From: Alexandre Eremenko (no email)
Date: Thu Sep 16 2004 - 12:03:51 EDT

  • Next message: Jared Sherman: "Re: on finding Pitcairn Island"

    Question from a new member:

    Do the following islands exist (or DID they exist in XIX century?):
    Tabor (a.k.a. Maria Teresa) and
    Ernest Leguve Reef?

    According to Jules Verne ("Children of Capitan Grant" and
    "Misterious Island"), the island of Tabor (Maria Teresa in French
    maps) is on the parallel 37 degrees S, somewhere West of New Zealand.
    The main action of "Misterious Island" takes place on the
    "Lincoln Island", as Jules Verne's characters call it, about 100
    miles from Tabor island.

    When I read these novels in my childhood,
    I checked with the World Atlas
    (published in Soviet Union
    in 1959), and both islands were exactly where Jules Verne placed
    them. They were called Maria Teresa Reef and Ernest Leguve Reef.
    (I cannot be 100% sure in the spelling of these names: I've
    seen them written only in Russian!)

    However, in the later years, using all modern US maps I could find,
    and the Internet, I could never find these islands again.
    Unfortunately I do not possess this old Russian atlas anymore.
    Can anybody help me to solve this riddle?
    I can provide the precise coordinates from Jules Verne.
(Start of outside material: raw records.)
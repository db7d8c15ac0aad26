use serde::{Deserialize, Serialize};

/// Kind of a tree node. Fixed at creation, never changes.
#[derive(Debug, Clone, Copy, PartialEq, Eq, Serialize, Deserialize)]
#[serde(rename_all = "lowercase")]
pub enum NodeKind {
    File,
    Folder,
    #[serde(rename = "project")]
    Repository,
}

impl NodeKind {
    pub fn label(&self) -> &'static str {
        match self {
            NodeKind::File => "file",
            NodeKind::Folder => "folder",
            NodeKind::Repository => "project",
        }
    }
}

/// One node of the output tree.
///
/// `description` starts empty and is assigned at most once, by the node's
/// own level; children are exclusively owned, in discovery order. File nodes
/// are always leaves.
#[derive(Debug, Clone, PartialEq, Serialize, Deserialize)]
pub struct Node {
    pub name: String,
    pub description: String,
    pub kind: NodeKind,
    #[serde(default)]
    pub children: Vec<Node>,
}

impl Node {
    pub fn new(name: impl Into<String>, kind: NodeKind) -> Self {
        Self {
            name: name.into(),
            description: String::new(),
            kind,
            children: Vec::new(),
        }
    }

    pub fn push_child(&mut self, child: Node) {
        self.children.push(child);
    }

    /// Linearized text form: `<name> (<kind>): <description>`, indented by
    /// 4 spaces per depth level, parent lines before all descendant lines.
    pub fn to_text(&self) -> String {
        let mut lines = Vec::new();
        self.collect_lines(0, &mut lines);
        lines.join("\n")
    }

    fn collect_lines(&self, indent: usize, lines: &mut Vec<String>) {
        lines.push(format!(
            "{spacer}{name} ({kind}): {description}",
            spacer = " ".repeat(indent),
            name = self.name,
            kind = self.kind.label(),
            description = self.description,
        ));
        for child in &self.children {
            child.collect_lines(indent + 4, lines);
        }
    }
}
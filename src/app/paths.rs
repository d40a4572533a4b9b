// SPDX-License-Identifier: MPL-2.0
//! Centralized path management for application directories.
//!
//! Paths are resolved in the following priority order:
//! 1. **Explicit override** - parameter to `_with_override()` functions (for tests)
//! 2. **CLI arguments** (`--data-dir`, `--config-dir`) - set via [`init_cli_overrides`]
//! 3. **Environment variables** (`NIGHTFEED_DATA_DIR`, `NIGHTFEED_CONFIG_DIR`)
//! 4. **Platform default** - via the `dirs` crate
//!
//! CLI overrides are initialized once at startup:
//! ```ignore
//! paths::init_cli_overrides(flags.data_dir, flags.config_dir);
//! ```

use std::path::PathBuf;
use std::sync::OnceLock;

/// Application name used for directory naming.
const APP_NAME: &str = "Nightfeed";

/// Environment variable to override the data directory.
pub const ENV_DATA_DIR: &str = "NIGHTFEED_DATA_DIR";

/// Environment variable to override the config directory.
pub const ENV_CONFIG_DIR: &str = "NIGHTFEED_CONFIG_DIR";

/// Global CLI override for data directory (set once at startup).
static CLI_DATA_DIR: OnceLock<Option<PathBuf>> = OnceLock::new();

/// Global CLI override for config directory (set once at startup).
static CLI_CONFIG_DIR: OnceLock<Option<PathBuf>> = OnceLock::new();

/// Initializes CLI overrides for data and config directories.
///
/// Must be called at most once, before any path resolution.
///
/// # Panics
///
/// Panics if called more than once (OnceLock can only be set once).
pub fn init_cli_overrides(data_dir: Option<String>, config_dir: Option<String>) {
    CLI_DATA_DIR
        .set(data_dir.map(PathBuf::from))
        .expect("CLI data dir override already initialized");
    CLI_CONFIG_DIR
        .set(config_dir.map(PathBuf::from))
        .expect("CLI config dir override already initialized");
}

fn get_cli_data_dir() -> Option<PathBuf> {
    CLI_DATA_DIR.get().and_then(Clone::clone)
}

fn get_cli_config_dir() -> Option<PathBuf> {
    CLI_CONFIG_DIR.get().and_then(Clone::clone)
}

/// Returns the application data directory path (feed history lives here).
///
/// Returns `None` if the data directory cannot be determined (rare edge case).
pub fn get_app_data_dir() -> Option<PathBuf> {
    get_app_data_dir_with_override(None)
}

/// Returns the application data directory path with an optional override.
///
/// The `override_path` parameter takes highest priority; it exists so tests
/// can point persistence at a temp directory.
pub fn get_app_data_dir_with_override(override_path: Option<PathBuf>) -> Option<PathBuf> {
    if let Some(path) = override_path {
        return Some(path);
    }

    if let Some(path) = get_cli_data_dir() {
        return Some(path);
    }

    if let Ok(env_path) = std::env::var(ENV_DATA_DIR) {
        if !env_path.is_empty() {
            return Some(PathBuf::from(env_path));
        }
    }

    dirs::data_dir().map(|mut path| {
        path.push(APP_NAME);
        path
    })
}

/// Returns the application config directory path (`settings.toml` lives here).
///
/// Returns `None` if the config directory cannot be determined (rare edge case).
pub fn get_app_config_dir() -> Option<PathBuf> {
    get_app_config_dir_with_override(None)
}

/// Returns the application config directory path with an optional override.
pub fn get_app_config_dir_with_override(override_path: Option<PathBuf>) -> Option<PathBuf> {
    if let Some(path) = override_path {
        return Some(path);
    }

    if let Some(path) = get_cli_config_dir() {
        return Some(path);
    }

    if let Ok(env_path) = std::env::var(ENV_CONFIG_DIR) {
        if !env_path.is_empty() {
            return Some(PathBuf::from(env_path));
        }
    }

    dirs::config_dir().map(|mut path| {
        path.push(APP_NAME);
        path
    })
}

#[cfg(test)]
mod tests {
    use super::*;
    use std::sync::Mutex;

    // Mutex to prevent parallel tests from interfering with each other's env vars
    static ENV_MUTEX: Mutex<()> = Mutex::new(());

    #[test]
    fn app_data_dir_contains_app_name() {
        let _lock = ENV_MUTEX.lock().unwrap();
        std::env::remove_var(ENV_DATA_DIR);

        if let Some(path) = get_app_data_dir() {
            assert!(
                path.to_string_lossy().contains(APP_NAME),
                "App data dir should contain app name"
            );
        }
        // If dirs::data_dir() returns None (rare), the test passes silently
    }

    #[test]
    fn app_config_dir_contains_app_name() {
        let _lock = ENV_MUTEX.lock().unwrap();
        std::env::remove_var(ENV_CONFIG_DIR);

        if let Some(path) = get_app_config_dir() {
            assert!(
                path.to_string_lossy().contains(APP_NAME),
                "App config dir should contain app name"
            );
        }
    }

    #[test]
    fn override_path_takes_precedence_for_data_dir() {
        let override_path = PathBuf::from("/custom/data/path");
        let result = get_app_data_dir_with_override(Some(override_path.clone()));
        assert_eq!(result, Some(override_path));
    }

    #[test]
    fn override_path_takes_precedence_for_config_dir() {
        let override_path = PathBuf::from("/custom/config/path");
        let result = get_app_config_dir_with_override(Some(override_path.clone()));
        assert_eq!(result, Some(override_path));
    }

    #[test]
    fn env_var_overrides_default_data_dir() {
        let _lock = ENV_MUTEX.lock().unwrap();
        let test_path = "/test/data/dir";
        std::env::set_var(ENV_DATA_DIR, test_path);

        let result = get_app_data_dir();
        assert_eq!(result, Some(PathBuf::from(test_path)));

        std::env::remove_var(ENV_DATA_DIR);
    }

    #[test]
    fn empty_env_var_uses_default() {
        let _lock = ENV_MUTEX.lock().unwrap();
        std::env::set_var(ENV_CONFIG_DIR, "");

        let result = get_app_config_dir();
        // Should fall back to platform default which contains app name
        if let Some(path) = result {
            assert!(path.to_string_lossy().contains(APP_NAME));
        }

        std::env::remove_var(ENV_CONFIG_DIR);
    }

    #[test]
    fn override_path_takes_precedence_over_env_var() {
        let _lock = ENV_MUTEX.lock().unwrap();
        std::env::set_var(ENV_DATA_DIR, "/env/path");

        let override_path = PathBuf::from("/override/path");
        let result = get_app_data_dir_with_override(Some(override_path.clone()));

        assert_eq!(result, Some(override_path));

        std::env::remove_var(ENV_DATA_DIR);
    }
}
// SPDX-License-Identifier: MPL-2.0
//! Transient warning banners for configuration and persistence problems.
//!
//! Warnings carry a Fluent key rather than rendered text, so banners follow
//! language changes. Entries expire after a fixed delay, checked on the tick
//! subscription, or can be dismissed by hand.

use crate::app::config::DEFAULT_NOTIFICATION_TIMEOUT_SECS;
use crate::i18n::fluent::I18n;
use crate::ui::design_tokens::{spacing, typography};
use crate::ui::styles;
use crate::ui::theming::ColorScheme;
use iced::widget::{button, container, Column, Row, Text};
use iced::{Element, Length};
use std::time::{Duration, Instant};

/// One pending warning.
#[derive(Debug, Clone)]
pub struct Notification {
    /// Fluent key for the banner text.
    pub key: String,
    expires_at: Instant,
}

impl Notification {
    pub fn warning(key: &str) -> Self {
        Self {
            key: key.to_string(),
            expires_at: Instant::now()
                + Duration::from_secs(u64::from(DEFAULT_NOTIFICATION_TIMEOUT_SECS)),
        }
    }
}

/// Messages emitted by the banner row.
#[derive(Debug, Clone)]
pub enum Message {
    Dismiss(usize),
}

/// Holds pending warnings and drops expired ones.
#[derive(Debug, Default)]
pub struct Manager {
    entries: Vec<Notification>,
}

impl Manager {
    pub fn new() -> Self {
        Self::default()
    }

    pub fn push(&mut self, notification: Notification) {
        self.entries.push(notification);
    }

    pub fn is_empty(&self) -> bool {
        self.entries.is_empty()
    }

    /// Drops entries whose timeout has passed.
    pub fn tick(&mut self, now: Instant) {
        self.entries.retain(|entry| entry.expires_at > now);
    }

    pub fn update(&mut self, message: Message) {
        match message {
            Message::Dismiss(index) => {
                if index < self.entries.len() {
                    self.entries.remove(index);
                }
            }
        }
    }

    /// Renders the pending banners, newest last.
    pub fn view<'a>(&'a self, i18n: &'a I18n, colors: &ColorScheme) -> Element<'a, Message> {
        let mut column = Column::new().spacing(spacing::XXS);

        for (index, entry) in self.entries.iter().enumerate() {
            let row = Row::new()
                .push(
                    Text::new(i18n.tr(&entry.key))
                        .size(typography::BODY)
                        .width(Length::Fill),
                )
                .push(button(Text::new("×")).on_press(Message::Dismiss(index)))
                .spacing(spacing::XS)
                .align_y(iced::alignment::Vertical::Center);

            column = column.push(
                container(row)
                    .padding(spacing::XS)
                    .width(Length::Fill)
                    .style(styles::banner(colors)),
            );
        }

        column.into()
    }
}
    One conjecture is that the islands existed in XIX century but
    then disappeared as a result of the motion of the ocean floor...

    Or did Jules Verne invent them, and Russian map makers placed them
    according to Jules Verne? :-)

    Alex.

    P.S. Probably I have to introduce myself as a new member:

    Alex Eremenko,
    Professor of Mathematics
    www.math.purdue.edu/~eremenko
    I wanted to be a sailor since I remember myself,
    and a navigator since the age of 14. Then I discovered that
    one has to learn mathematics to become a navigator, so I started
    to study it and... still doing this:-)

    A month ago I was enormously surprised that there are
    still people who discuss and even
    practice Lunar Distances, so decided to
    join.

    On Thu, 16 Sep 2004, Peter Fogg wrote:

    > -----Original Message-----
    >
    > >From Gordon Talge
    >
    > I think Pitcarin Island was remote and mischarted and that is why the


  • Next message: Jared Sherman: "Re: on finding Pitcairn Island"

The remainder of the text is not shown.